*** Opening Recorded information ***
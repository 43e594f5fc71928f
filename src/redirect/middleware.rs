use axum::{body::Body, http::Request, middleware::Next, response::Response};
use std::time::Instant;

/// Instant the redirect server started handling the request
#[derive(Copy, Clone)]
pub struct RequestStart(pub Instant);

/// Stamp the request with its start time and log the outcome once handled
pub async fn record_request_start(mut request: Request<Body>, next: Next) -> Response {
    let started = Instant::now();
    let path = request.uri().path().to_owned();
    request.extensions_mut().insert(RequestStart(started));

    let response = next.run(request).await;

    tracing::debug!(
        path = %path,
        status = response.status().as_u16(),
        total_ms = started.elapsed().as_millis() as u64,
        "redirect request finished"
    );
    response
}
*** Closing Recorded information ***
_Task requirements:_ How many lines of these records include the word "redirect"? Only the number should be written.

_Task output:_ 3